Editor’s note: This is Part I of a three-part series, in which the authors examine the drivers behind restructuring and its current state; jurisdictional issues that often result in divergence of state and federal frameworks; and federal wholesale pricing policies that in many instances do not send appropriate signals to investors.
At the heart of the current deregulation debate is the tension that exists between relying on competitive forces to guide investment in the industry and the desire to embrace cost-based rates whenever market prices appear to be “high.” Some would argue that there must be a consistent and fair set of wholesale power pricing policies that send appropriate signals to investors ensuring that market-driven outcomes will be accepted and not second-guessed by regulators.

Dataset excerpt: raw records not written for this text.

//! Depth-normalized output matrix

use ndarray::{Array2, ArrayView1, ArrayView2};
use sprs::{CsMat, TriMat};

use crate::error::{DinoError, Result};

/// Normalized expression, same shape and identifiers as the input counts.
#[derive(Debug, Clone)]
pub struct NormalizedMatrix {
    values: Array2<f64>,
    gene_ids: Vec<String>,
    cell_ids: Vec<String>,
    sparse_origin: bool,
}

impl NormalizedMatrix {
    pub(crate) fn new(
        values: Array2<f64>,
        gene_ids: Vec<String>,
        cell_ids: Vec<String>,
        sparse_origin: bool,
    ) -> Result<Self> {
        if values.dim() != (gene_ids.len(), cell_ids.len()) {
            return Err(DinoError::DimensionMismatch {
                expected: format!("{}x{}", gene_ids.len(), cell_ids.len()),
                got: format!("{}x{}", values.nrows(), values.ncols()),
            });
        }
        Ok(Self {
            values,
            gene_ids,
            cell_ids,
            sparse_origin,
        })
    }

    pub fn n_genes(&self) -> usize {
        self.values.nrows()
    }

    pub fn n_cells(&self) -> usize {
        self.values.ncols()
    }

    pub fn values(&self) -> ArrayView2<'_, f64> {
        self.values.view()
    }

    pub fn gene_values(&self, gene_idx: usize) -> ArrayView1<'_, f64> {
        self.values.row(gene_idx)
    }

    pub fn gene_ids(&self) -> &[String] {
        &self.gene_ids
    }

    pub fn cell_ids(&self) -> &[String] {
        &self.cell_ids
    }

    /// Whether the counts this was computed from were sparse
    pub fn is_sparse(&self) -> bool {
        self.sparse_origin
    }

    /// Exact zeros (from the depth-scaling path) left implicit
    pub fn to_csr(&self) -> CsMat<f64> {
        let mut tri = TriMat::new(self.values.dim());
        for ((g, c), &v) in self.values.indexed_iter() {
            if v != 0.0 {
                tri.add_triplet(g, c, v);
            }
        }
        tri.to_csr()
    }
}

#[cfg(test)]
mod tests {
    use super::*;
    use ndarray::array;

    #[test]
    fn test_to_csr_keeps_nonzero_only() {
        let m = NormalizedMatrix::new(
            array![[0.0, 1.5], [2.5, 0.0]],
            vec!["g1".to_string(), "g2".to_string()],
            vec!["c1".to_string(), "c2".to_string()],
            true,
        )
        .unwrap();
        let csr = m.to_csr();
        assert_eq!(csr.nnz(), 2);
        assert_eq!(csr.get(0, 1), Some(&1.5));
        assert_eq!(csr.get(1, 1), None);
    }

    #[test]
    fn test_shape_mismatch_rejected() {
        let res = NormalizedMatrix::new(array![[1.0]], vec![], vec!["c".to_string()], false);
        assert!(res.is_err());
    }
}
//! JSON export of per-gene fit diagnostics

use std::fs::File;
use std::io::{BufWriter, Write};
use std::path::Path;

use crate::error::Result;
use crate::pipeline::GeneDiagnostics;

/// Write one JSON array entry per gene
pub fn write_diagnostics<P: AsRef<Path>>(path: P, diagnostics: &[GeneDiagnostics]) -> Result<()> {
    let mut writer = BufWriter::new(File::create(path)?);
    serde_json::to_writer_pretty(&mut writer, diagnostics)?;
    writer.write_all(b"\n")?;
    writer.flush()?;
    Ok(())
}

When the Federal Energy Regulatory Commission issued its landmark Orders 888 and 889 in 1996, the primary expectation was that benefits would emerge from the formation of more transparent, efficient wholesale markets, producing price signals that would guide both the operation of existing generating plants as well as unregulated capital investment in new plants. Other expected benefits included reductions in costs of operating electricity generation facilities and elimination of persistent price differentials between various U.S. regions. Expected cost savings from wholesale restructuring ranged widely, from $3.8 billion per year to as much as $100 billion per year.
There have been some notable successes in this policy effort, but electricity industry restructuring has also witnessed remarkable policy failures, such as the 2000/2001 “meltdown” in California. Whether or not they were caused by attempts to move to a more market-driven system, events such as those in California have certainly given regulators and policy-makers pause in the push for reform. A number of states have stopped and even reversed their restructurings, and others have backed away from even beginning to implement market-driven strategies (see Figure 1).
At the federal level, full-steam-ahead enthusiasm has turned to foot-dragging as doubts creep in as to whether benefits once so confidently predicted can be achieved, and whether competition’s benefits will outweigh the costs. The resulting state and federal regulatory regimes are mixtures of traditional and restructured regulatory systems that may represent policy stasis for at least the medium term. These mixed systems present policy challenges of their own.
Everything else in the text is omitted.